• PROBLEM TO WORK ON: Produce an exact copy of the lines below, starting at the first and ending with the line containing "use serde::de::DeserializeOwned;".
** PROVIDED INFORMATION follows **
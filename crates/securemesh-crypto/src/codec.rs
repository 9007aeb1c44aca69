//! Value serialization to opaque byte blocks
//!
//! Uses bincode with fixed-width integers. Both ends of a connection must
//! run the same codec; there is no version negotiation.

use crate::error::{CryptoError, Result};
use bincode::Options;
use serde::de::DeserializeOwned;
use serde::Serialize;

/// Upper bound on a single decoded value
pub const MAX_VALUE_SIZE: u64 = 16 * 1024 * 1024;

fn options() -> impl Options {
    bincode::DefaultOptions::new()
        .with_fixint_encoding()
        .with_limit(MAX_VALUE_SIZE)
        .reject_trailing_bytes()
}

/// Serialize a value into an opaque block
pub fn serialize<T: Serialize + ?Sized>(value: &T) -> Result<Vec<u8>> {
    options()
        .serialize(value)
        .map_err(|e| CryptoError::Serialization(e.to_string()))
}

/// Deserialize a block produced by [`serialize`]
pub fn deserialize<T: DeserializeOwned>(bytes: &[u8]) -> Result<T> {
    options()
        .deserialize(bytes)
        .map_err(|e| CryptoError::Serialization(e.to_string()))
}

#[cfg(test)]
mod tests {
    use super::*;
    use serde::Deserialize;
    use std::collections::BTreeMap;

    #[derive(Debug, PartialEq, Serialize, Deserialize)]
    struct Endpoint {
        host: String,
        port: u16,
    }

    #[test]
    fn test_primitives() {
        assert_eq!(deserialize::<String>(&serialize("pong").unwrap()).unwrap(), "pong");
        assert!(deserialize::<bool>(&serialize(&true).unwrap()).unwrap());
        assert_eq!(deserialize::<u16>(&serialize(&9000u16).unwrap()).unwrap(), 9000);
    }

    #[test]
    fn test_nested_map() {
        let mut peers = BTreeMap::new();
        peers.insert(
            "master".to_string(),
            Endpoint {
                host: "localhost".to_string(),
                port: 9000,
            },
        );
        peers.insert(
            "a1b2".to_string(),
            Endpoint {
                host: "10.0.0.7".to_string(),
                port: 41234,
            },
        );

        let bytes = serialize(&peers).unwrap();
        let decoded: BTreeMap<String, Endpoint> = deserialize(&bytes).unwrap();
        assert_eq!(decoded, peers);
    }

    #[test]
    fn test_truncated_input_fails() {
        let bytes = serialize("a longer string value").unwrap();
        assert!(matches!(
            deserialize::<String>(&bytes[..bytes.len() - 3]),
            Err(CryptoError::Serialization(_))
        ));
    }

    #[test]
    fn test_trailing_bytes_rejected() {
        let mut bytes = serialize(&42u32).unwrap();
        bytes.push(0);
        assert!(deserialize::<u32>(&bytes).is_err());
    }

    #[test]
    fn test_oversized_length_prefix_rejected() {
        // Claims a u64::MAX-long string
        let bytes = [0xFFu8; 8];
        assert!(deserialize::<String>(&bytes).is_err());
    }
}
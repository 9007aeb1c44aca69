//! Asymmetric key pairs
//!
//! Key pairs are kept in encoded form so they can cross the wire and the
//! tier can be changed at runtime without generic plumbing:
//! - EC: private scalar bytes, SEC1 uncompressed public point
//! - RSA: PKCS#8 DER private key, SPKI DER public key

use crate::error::{CryptoError, Result};
use crate::sizes::{EcKeySize, RsaKeySize};
use elliptic_curve::sec1::{FromEncodedPoint, ModulusSize, ToEncodedPoint};
use elliptic_curve::{AffinePoint, CurveArithmetic, FieldBytesSize, SecretKey};
use rand::rngs::OsRng;
use rsa::pkcs8::{EncodePrivateKey, EncodePublicKey};
use rsa::RsaPrivateKey;
use serde::{Deserialize, Serialize};
use std::fmt;
use std::str::FromStr;
use zeroize::Zeroizing;

/// Asymmetric algorithm families
#[derive(Debug, Clone, Copy, PartialEq, Eq, Hash, Serialize, Deserialize)]
pub enum AsymmetricAlgorithm {
    Ec,
    Rsa,
}

impl FromStr for AsymmetricAlgorithm {
    type Err = CryptoError;

    fn from_str(s: &str) -> Result<Self> {
        match s.trim().to_ascii_uppercase().as_str() {
            "EC" | "ECDH" => Ok(AsymmetricAlgorithm::Ec),
            "RSA" => Ok(AsymmetricAlgorithm::Rsa),
            _ => Err(CryptoError::UnsupportedAlgorithm(s.to_string())),
        }
    }
}

impl fmt::Display for AsymmetricAlgorithm {
    fn fmt(&self, f: &mut fmt::Formatter<'_>) -> fmt::Result {
        match self {
            AsymmetricAlgorithm::Ec => f.write_str("EC"),
            AsymmetricAlgorithm::Rsa => f.write_str("RSA"),
        }
    }
}

/// Public half of a key pair, safe to send to a peer
#[derive(Debug, Clone, PartialEq, Eq, Serialize, Deserialize)]
pub struct PublicKey {
    pub algorithm: AsymmetricAlgorithm,
    pub bits: u16,
    pub encoded: Vec<u8>,
}

/// A generated key pair
pub struct KeyPair {
    algorithm: AsymmetricAlgorithm,
    bits: u16,
    private: Zeroizing<Vec<u8>>,
    public: PublicKey,
}

impl KeyPair {
    /// Generate an EC key pair on the curve of the given tier
    pub fn generate_ec(size: EcKeySize) -> Self {
        let (private, encoded) = match size {
            EcKeySize::Low => generate_ec::<p224::NistP224>(),
            EcKeySize::Medium => generate_ec::<p256::NistP256>(),
            EcKeySize::High => generate_ec::<p384::NistP384>(),
            EcKeySize::Highest => generate_ec::<p521::NistP521>(),
        };

        KeyPair {
            algorithm: AsymmetricAlgorithm::Ec,
            bits: size.bits(),
            private,
            public: PublicKey {
                algorithm: AsymmetricAlgorithm::Ec,
                bits: size.bits(),
                encoded,
            },
        }
    }

    /// Generate an RSA key pair with the given modulus size
    pub fn generate_rsa(size: RsaKeySize) -> Result<Self> {
        let private = RsaPrivateKey::new(&mut OsRng, usize::from(size.bits()))
            .map_err(|e| CryptoError::InvalidKey(e.to_string()))?;

        let public_der = private
            .to_public_key()
            .to_public_key_der()
            .map_err(|e| CryptoError::InvalidKey(e.to_string()))?;
        let private_der = private
            .to_pkcs8_der()
            .map_err(|e| CryptoError::InvalidKey(e.to_string()))?;

        Ok(KeyPair {
            algorithm: AsymmetricAlgorithm::Rsa,
            bits: size.bits(),
            private: Zeroizing::new(private_der.as_bytes().to_vec()),
            public: PublicKey {
                algorithm: AsymmetricAlgorithm::Rsa,
                bits: size.bits(),
                encoded: public_der.into_vec(),
            },
        })
    }

    pub fn algorithm(&self) -> AsymmetricAlgorithm {
        self.algorithm
    }

    pub fn bits(&self) -> u16 {
        self.bits
    }

    pub fn public_key(&self) -> &PublicKey {
        &self.public
    }

    /// Encoded private key material
    pub fn private_bytes(&self) -> &[u8] {
        &self.private
    }
}

impl fmt::Debug for KeyPair {
    fn fmt(&self, f: &mut fmt::Formatter<'_>) -> fmt::Result {
        f.debug_struct("KeyPair")
            .field("algorithm", &self.algorithm)
            .field("bits", &self.bits)
            .finish_non_exhaustive()
    }
}

/// Generate a key pair for `algorithm` at the tier named by `bits`
pub fn generate_key_pair(algorithm: AsymmetricAlgorithm, bits: u16) -> Result<KeyPair> {
    match algorithm {
        AsymmetricAlgorithm::Ec => Ok(KeyPair::generate_ec(EcKeySize::from_bits(bits)?)),
        AsymmetricAlgorithm::Rsa => KeyPair::generate_rsa(RsaKeySize::from_bits(bits)?),
    }
}

fn generate_ec<C>() -> (Zeroizing<Vec<u8>>, Vec<u8>)
where
    C: CurveArithmetic,
    AffinePoint<C>: FromEncodedPoint<C> + ToEncodedPoint<C>,
    FieldBytesSize<C>: ModulusSize,
{
    let secret = SecretKey::<C>::random(&mut OsRng);
    let public = secret.public_key().to_encoded_point(false).as_bytes().to_vec();
    (Zeroizing::new(secret.to_bytes().to_vec()), public)
}
//! Key-size tiers
//!
//! Nodes agree on key sizes by exchanging plain bit counts, so every tier
//! converts to and from its bit count. Unknown bit counts are rejected.

use crate::error::{CryptoError, Result};
use serde::{Deserialize, Serialize};
use std::fmt;

/// Symmetric (AES-class) key sizes
#[derive(Debug, Default, Clone, Copy, PartialEq, Eq, Hash, Serialize, Deserialize)]
#[serde(rename_all = "lowercase")]
pub enum SymmetricKeySize {
    /// 128-bit key
    Low,
    /// 192-bit key
    Medium,
    /// 256-bit key
    #[default]
    High,
}

impl SymmetricKeySize {
    pub fn bits(self) -> u16 {
        match self {
            SymmetricKeySize::Low => 128,
            SymmetricKeySize::Medium => 192,
            SymmetricKeySize::High => 256,
        }
    }

    /// Key length in bytes
    pub fn byte_len(self) -> usize {
        usize::from(self.bits() / 8)
    }

    pub fn from_bits(bits: u16) -> Result<Self> {
        match bits {
            128 => Ok(SymmetricKeySize::Low),
            192 => Ok(SymmetricKeySize::Medium),
            256 => Ok(SymmetricKeySize::High),
            other => Err(CryptoError::UnsupportedAlgorithm(format!(
                "{}-bit symmetric key",
                other
            ))),
        }
    }

    /// Tier matching a raw key length in bytes
    pub fn from_len(len: usize) -> Result<Self> {
        u16::try_from(len * 8)
            .map_err(|_| CryptoError::InvalidKey(format!("{} byte key", len)))
            .and_then(Self::from_bits)
            .map_err(|_| CryptoError::InvalidKey(format!("{} byte key", len)))
    }
}

/// Elliptic-curve key sizes, one NIST prime curve per tier
#[derive(Debug, Default, Clone, Copy, PartialEq, Eq, Hash, Serialize, Deserialize)]
#[serde(rename_all = "lowercase")]
pub enum EcKeySize {
    /// P-224
    Low,
    /// P-256
    #[default]
    Medium,
    /// P-384
    High,
    /// P-521
    Highest,
}

impl EcKeySize {
    pub fn bits(self) -> u16 {
        match self {
            EcKeySize::Low => 224,
            EcKeySize::Medium => 256,
            EcKeySize::High => 384,
            EcKeySize::Highest => 521,
        }
    }

    pub fn from_bits(bits: u16) -> Result<Self> {
        match bits {
            224 => Ok(EcKeySize::Low),
            256 => Ok(EcKeySize::Medium),
            384 => Ok(EcKeySize::High),
            521 => Ok(EcKeySize::Highest),
            other => Err(CryptoError::UnsupportedAlgorithm(format!(
                "{}-bit elliptic curve",
                other
            ))),
        }
    }

    pub fn all() -> [EcKeySize; 4] {
        [
            EcKeySize::Low,
            EcKeySize::Medium,
            EcKeySize::High,
            EcKeySize::Highest,
        ]
    }
}

/// RSA modulus sizes
#[derive(Debug, Clone, Copy, PartialEq, Eq, Hash, Serialize, Deserialize)]
#[serde(rename_all = "lowercase")]
pub enum RsaKeySize {
    Lowest,
    Low,
    Medium,
    High,
    Highest,
}

impl RsaKeySize {
    pub fn bits(self) -> u16 {
        match self {
            RsaKeySize::Lowest => 1024,
            RsaKeySize::Low => 2048,
            RsaKeySize::Medium => 3072,
            RsaKeySize::High => 4096,
            RsaKeySize::Highest => 8192,
        }
    }

    pub fn from_bits(bits: u16) -> Result<Self> {
        match bits {
            1024 => Ok(RsaKeySize::Lowest),
            2048 => Ok(RsaKeySize::Low),
            3072 => Ok(RsaKeySize::Medium),
            4096 => Ok(RsaKeySize::High),
            8192 => Ok(RsaKeySize::Highest),
            other => Err(CryptoError::UnsupportedAlgorithm(format!(
                "{}-bit RSA key",
                other
            ))),
        }
    }
}

impl fmt::Display for SymmetricKeySize {
    fn fmt(&self, f: &mut fmt::Formatter<'_>) -> fmt::Result {
        write!(f, "{}-bit", self.bits())
    }
}

impl fmt::Display for EcKeySize {
    fn fmt(&self, f: &mut fmt::Formatter<'_>) -> fmt::Result {
        write!(f, "P-{}", self.bits())
    }
}
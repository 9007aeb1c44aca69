//! SecureMesh Network Layer
//!
//! One-hop authenticated transport between mesh members:
//! - Node identity and shared mesh settings
//! - Peer table with cached per-peer session keys
//! - Connection handshake (key reuse or ECDH negotiation, secret check)
//! - Named handler dispatch with an `""` fallback
//! - Built-in `ping` and topology handlers

pub mod builtin;
pub mod error;
pub mod handler;
pub mod handshake;
pub mod identity;
pub mod node;
pub mod peer;
pub mod tcp;

pub use builtin::{PingHandler, PingRequest, TopologyHandler, TopologyRequest, PING_HANDLER, PING_REPLY};
pub use error::{NetworkError, Result};
pub use handler::{Handler, HandlerRegistry, FALLBACK_HANDLER};
pub use identity::{generate_node_id, MeshSettings, NodeIdentity, DEFAULT_TOPOLOGY_HANDLER, MASTER_ID};
pub use node::Node;
pub use peer::{Peer, PeerAddress, PeerTable, Topology};
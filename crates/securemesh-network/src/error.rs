//! Network error types

use std::net::SocketAddr;
use thiserror::Error;

/// Mesh node and handshake errors
#[derive(Error, Debug)]
pub enum NetworkError {
    #[error("Authentication failed")]
    AuthenticationFailure,

    #[error("Handler not found: {0}")]
    HandlerNotFound(String),

    #[error("Invalid mesh settings: {0}")]
    InvalidSettings(String),

    #[error("Peer not found: {0}")]
    PeerNotFound(String),

    #[error("Cannot bind {addr}: {source}")]
    Bind {
        addr: SocketAddr,
        #[source]
        source: std::io::Error,
    },

    #[error("Protocol error: {0}")]
    Protocol(#[from] securemesh_protocol::ProtocolError),

    #[error("Crypto error: {0}")]
    Crypto(#[from] securemesh_crypto::CryptoError),

    #[error("IO error: {0}")]
    Io(#[from] std::io::Error),

    #[error("Handler error: {0}")]
    Handler(String),
}

/// Result type for network operations
pub type Result<T> = std::result::Result<T, NetworkError>;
** End of PROVIDED INFORMATION **
• RESULT OF THIS EXERCISE:
filename crates/securemesh-crypto/src/codec.rs
repository 9007aeb1c44aca69
//! Value serialization to opaque byte blocks
//!
//! Uses bincode with fixed-width integers. Both ends of a connection must
//! run the same codec; there is no version negotiation.

use crate::error::{CryptoError, Result};
use bincode::Options;
use serde::de::DeserializeOwned;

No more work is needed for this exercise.